Agora, olhemos para outras personagens inocentes – as autarquias. A evolução do número de funcionários municipais mostra um aumento nos primeiros trinta anos a seguir a Abril de 1974, oficialmente estancado em meados da primeira década deste milénio (ainda que com a substituição de muitos empregos permanentes por funções avençadas, contratos de duração indefinida, lugares comparticipados por fundos comunitários ou por iniciativas de ciclo político). Com esta evolução, houve também um aumento dos recursos das autarquias de modo a responder ao crescimento da despesa associada.

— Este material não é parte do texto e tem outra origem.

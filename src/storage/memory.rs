use std::collections::HashMap;

use async_trait::async_trait;
use tokio::sync::RwLock;

use crate::{error::Result, storage::traits::KeyValueStore};

#[derive(Default)]
pub struct MemoryStore {
    entries: RwLock<HashMap<String, String>>,
}

impl MemoryStore {
    pub fn new() -> Self {
        Self::default()
    }
}

#[async_trait]
impl KeyValueStore for MemoryStore {
    async fn get(&self, key: &str) -> Result<Option<String>> {
        Ok(self.entries.read().await.get(key).cloned())
    }

    async fn set(&self, key: &str, value: &str) -> Result<()> {
        self.entries
            .write()
            .await
            .insert(key.to_string(), value.to_string());
        Ok(())
    }

    async fn remove(&self, key: &str) -> Result<()> {
        self.entries.write().await.remove(key);
        Ok(())
    }

    fn backend_name(&self) -> &'static str {
        "memory"
    }
}
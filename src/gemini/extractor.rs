//! Result extraction from `generateContent` responses. Only the first candidate
//! is consulted and its parts are scanned in order.

use crate::models::{ImagePayload, ResponseEnvelope};

/// Returned by [`extract_text`] when the model produced no text.
pub const NO_ANALYSIS_TEXT: &str = "No analysis returned.";

/// First inline image of the first candidate, re-tagged as PNG.
pub fn extract_image(envelope: &ResponseEnvelope) -> Option<ImagePayload> {
    envelope
        .first_parts()
        .iter()
        .filter_map(|part| part.inline_data.as_ref())
        .find(|inline| !inline.data.is_empty())
        .map(|inline| ImagePayload::png(inline.data.clone()))
}

/// Concatenated text of the first candidate, skipping thought summaries.
pub fn extract_text(envelope: &ResponseEnvelope) -> String {
    let text: String = envelope
        .first_parts()
        .iter()
        .filter(|part| !part.is_thought())
        .filter_map(|part| part.text.as_deref())
        .collect();

    if text.is_empty() {
        NO_ANALYSIS_TEXT.to_string()
    } else {
        text
    }
}

/// Message for a response that carried no image.
pub fn describe_missing_image(envelope: &ResponseEnvelope) -> String {
    let block_reason = envelope
        .prompt_feedback
        .as_ref()
        .and_then(|feedback| feedback.block_reason.as_deref());
    if let Some(reason) = block_reason {
        return format!("the prompt was blocked ({})", reason);
    }

    let Some(candidate) = envelope.first_candidate() else {
        return "the model returned no candidates".to_string();
    };

    match candidate.finish_reason.as_deref() {
        Some(reason) if reason != "STOP" => {
            format!("the model stopped without an image (finish reason: {})", reason)
        }
        _ => "the model did not return an image; it may have refused the prompt".to_string(),
    }
}
use std::path::{Path, PathBuf};
use std::process::ExitCode;

use base64::{engine::general_purpose::STANDARD, Engine as _};
use clap::{Args, Parser, Subcommand};
use stormai::{
    logger::{self, LoggerConfig, LogLevel},
    AnalyzeInput, AspectRatio, GeminiDispatcher, GenerateInput, ImagePayload, ImageSize,
    Operation, OperationInput, OperationOutcome, OperationOutput, StudioConfig, StudioError,
    TextureSwapInput,
};

const DEFAULT_SWAP_PROMPT: &str = "Swap the object's material to match the reference texture.";
const DEFAULT_ANALYZE_PROMPT: &str = "Analyze this image in detail.";

#[derive(Parser)]
#[command(name = "stormai", version, about = "Storm AI Studio on the command line")]
struct Cli {
    /// Log at debug level.
    #[arg(short, long, global = true)]
    verbose: bool,

    #[command(subcommand)]
    command: Command,
}

#[derive(Subcommand)]
enum Command {
    /// Manage the stored Gemini API key.
    Key {
        #[command(subcommand)]
        action: KeyAction,
    },
    /// Apply the material of a reference texture to an object in a target photo.
    Swap(SwapArgs),
    /// Generate an image from a text prompt.
    Generate(GenerateArgs),
    /// Describe an image, optionally with extended reasoning.
    Analyze(AnalyzeArgs),
    /// List the model used for each operation.
    Models,
}

#[derive(Subcommand)]
enum KeyAction {
    Set { value: String },
    Show,
    Remove,
}

#[derive(Args)]
struct SwapArgs {
    #[arg(long)]
    target: PathBuf,
    #[arg(long)]
    reference: PathBuf,
    #[arg(long, default_value = DEFAULT_SWAP_PROMPT)]
    prompt: String,
    #[arg(long)]
    out: Option<PathBuf>,
}

#[derive(Args)]
struct GenerateArgs {
    #[arg(long)]
    prompt: String,
    #[arg(long, default_value = "1:1", value_parser = parse_aspect_ratio)]
    aspect_ratio: AspectRatio,
    #[arg(long, default_value = "1K", value_parser = parse_image_size)]
    size: ImageSize,
    #[arg(long)]
    out: Option<PathBuf>,
}

#[derive(Args)]
struct AnalyzeArgs {
    #[arg(long)]
    image: PathBuf,
    #[arg(long, default_value = DEFAULT_ANALYZE_PROMPT)]
    prompt: String,
    /// Spend an extended thinking budget before answering.
    #[arg(long)]
    thinking: bool,
}

fn parse_aspect_ratio(value: &str) -> Result<AspectRatio, String> {
    value.parse().map_err(|e: StudioError| e.to_string())
}

fn parse_image_size(value: &str) -> Result<ImageSize, String> {
    value.parse().map_err(|e: StudioError| e.to_string())
}

fn read_image(path: &Path) -> Result<ImagePayload, StudioError> {
    let bytes = std::fs::read(path)
        .map_err(|e| StudioError::IoError(format!("Cannot read {}: {}", path.display(), e)))?;
    let mime = mime_guess::from_path(path)
        .first()
        .filter(|mime| mime.type_() == mime_guess::mime::IMAGE)
        .map(|mime| mime.essence_str().to_string())
        .unwrap_or_else(|| stormai::DEFAULT_INPUT_MIME_TYPE.to_string());

    log::debug!("Loaded {} ({}, {} bytes)", path.display(), mime, bytes.len());
    Ok(ImagePayload::new(STANDARD.encode(bytes), mime))
}

fn write_image(image: &ImagePayload, out: Option<PathBuf>, operation: Operation) -> Result<PathBuf, StudioError> {
    let path = out.unwrap_or_else(|| {
        PathBuf::from(format!(
            "stormai_{}_{}.png",
            operation,
            chrono::Utc::now().timestamp()
        ))
    });
    let bytes = STANDARD
        .decode(image.data.as_bytes())
        .map_err(|e| StudioError::SerializationError(format!("Invalid base64 image: {}", e)))?;
    std::fs::write(&path, bytes)
        .map_err(|e| StudioError::IoError(format!("Cannot write {}: {}", path.display(), e)))?;
    Ok(path)
}

fn mask(key: &str) -> String {
    let visible: String = key.chars().take(4).collect();
    format!("{}{}", visible, "*".repeat(key.chars().count().saturating_sub(4).min(12)))
}

async fn run_key(dispatcher: &GeminiDispatcher, action: KeyAction) -> Result<(), StudioError> {
    let store = dispatcher.credentials();
    match action {
        KeyAction::Set { value } => {
            let value = value.trim();
            if value.is_empty() {
                return Err(StudioError::MissingRequiredInput(
                    "API key must not be blank".into(),
                ));
            }
            store.set(value).await?;
            println!("API key saved ({}).", store.backend().backend_name());
        }
        KeyAction::Show => match store.get().await? {
            Some(key) => println!("{}", mask(key.expose())),
            None => println!("No API key stored."),
        },
        KeyAction::Remove => {
            store.remove().await?;
            println!("API key removed.");
        }
    }
    Ok(())
}

async fn run_operation(
    dispatcher: &GeminiDispatcher,
    input: OperationInput,
    out: Option<PathBuf>,
) -> Result<(), StudioError> {
    let operation = input.operation();
    match dispatcher.dispatch(input).await {
        OperationOutcome::Succeeded(OperationOutput::Image(image)) => {
            let path = write_image(&image, out, operation)?;
            println!("{}", path.display());
            Ok(())
        }
        OperationOutcome::Succeeded(OperationOutput::Text(text)) => {
            println!("{}", text);
            Ok(())
        }
        OperationOutcome::Failed(err) => Err(err),
    }
}

async fn run(cli: Cli) -> Result<(), StudioError> {
    let config = StudioConfig::from_env()?;
    logger::log_config_info(&config);
    let dispatcher = GeminiDispatcher::from_config(&config)?;

    match cli.command {
        Command::Key { action } => run_key(&dispatcher, action).await,
        Command::Models => {
            for operation in Operation::all() {
                let output = if operation.produces_image() { "image" } else { "text" };
                println!(
                    "{:<14} {:<16} {:<6} {}",
                    operation.as_str(),
                    operation.display_name(),
                    output,
                    dispatcher.models().for_operation(operation)
                );
            }
            Ok(())
        }
        Command::Swap(args) => {
            let input = TextureSwapInput {
                target: Some(read_image(&args.target)?),
                reference: Some(read_image(&args.reference)?),
                instruction: args.prompt,
            };
            run_operation(&dispatcher, OperationInput::TextureSwap(input), args.out).await
        }
        Command::Generate(args) => {
            let input = GenerateInput {
                prompt: args.prompt,
                aspect_ratio: args.aspect_ratio,
                image_size: args.size,
            };
            run_operation(&dispatcher, OperationInput::Generate(input), args.out).await
        }
        Command::Analyze(args) => {
            let input = AnalyzeInput {
                image: Some(read_image(&args.image)?),
                prompt: args.prompt,
                extended_reasoning: args.thinking,
            };
            run_operation(&dispatcher, OperationInput::Analyze(input), None).await
        }
    }
}

#[tokio::main]
async fn main() -> ExitCode {
    let dotenv_loaded = dotenv::dotenv().is_ok();
    let cli = Cli::parse();

    let mut log_config = LoggerConfig::from_env();
    if cli.verbose {
        log_config = log_config.with_level(LogLevel::Debug);
    }
    if let Err(e) = logger::init_with_config(log_config) {
        eprintln!("{}", e);
    }
    logger::log_startup_info(env!("CARGO_PKG_NAME"), env!("CARGO_PKG_VERSION"));
    if dotenv_loaded {
        log::debug!("✅ .env file loaded");
    }

    match run(cli).await {
        Ok(()) => ExitCode::SUCCESS,
        Err(StudioError::MissingCredential) => {
            log::error!("❌ No API key configured");
            eprintln!("No Gemini API key found. Run `stormai key set <KEY>` first.");
            ExitCode::from(2)
        }
        Err(e) => {
            log::error!("❌ {}", e);
            eprintln!("{}", e);
            ExitCode::FAILURE
        }
    }
}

A descentralização continuou a basear-se no reforço das dotações atribuídas, sob várias formas aos municípios, e com isto abandonou-se o ideal regionalista, imiscuído no transformismo das CCDR ou das CIM. Houve evolução na qualificação dos funcionários municipais, houve modernização das estruturas administrativas, houve uma clara aposta na digitalização das acessibilidades, na diversificação dos gabinetes que replicaram em pequena (ou em não tão pequena) escala os corredores de São Bento e até na maquilhagem e na assessoria de imagem dos autarcas. Portanto, tanto esforço, tanto sacrifício em prol da população inocente e… no entanto, cada concelho da região perde um residente por dia. Por mês? Não, por dia.
Confesso pois a admiração homérica pelos candidatos a autarcas e pelas suas mensagens. Não lhes deve ser nada fácil transmitir esperança, sonhos e energia perante os factos de tal trágico silêncio. Encontro aqui duas personagens com lutas e expressões parecidas. A primeira foi Lord Raglan, no trágico ataque da Brigada Ligeira e as suas palavras de incentivo aos soldados a caminho do martírio, palavras imortalizadas pelos Iron Maiden, no tema ‘The trooper’. A segunda é o nosso adorável Dom Sebastião que, em Alcácer-Quibir, dizia: “Morrer, sim, mas devagar.” O poeta arménio Vahagn Davtian sintetizou este trágico destino de Sísifo – por algum motivo, Sísifo foi também a personagem que Torga escolheu para patrono da nossa região - num verso imortal: “Avançar sempre – chegar nunca”.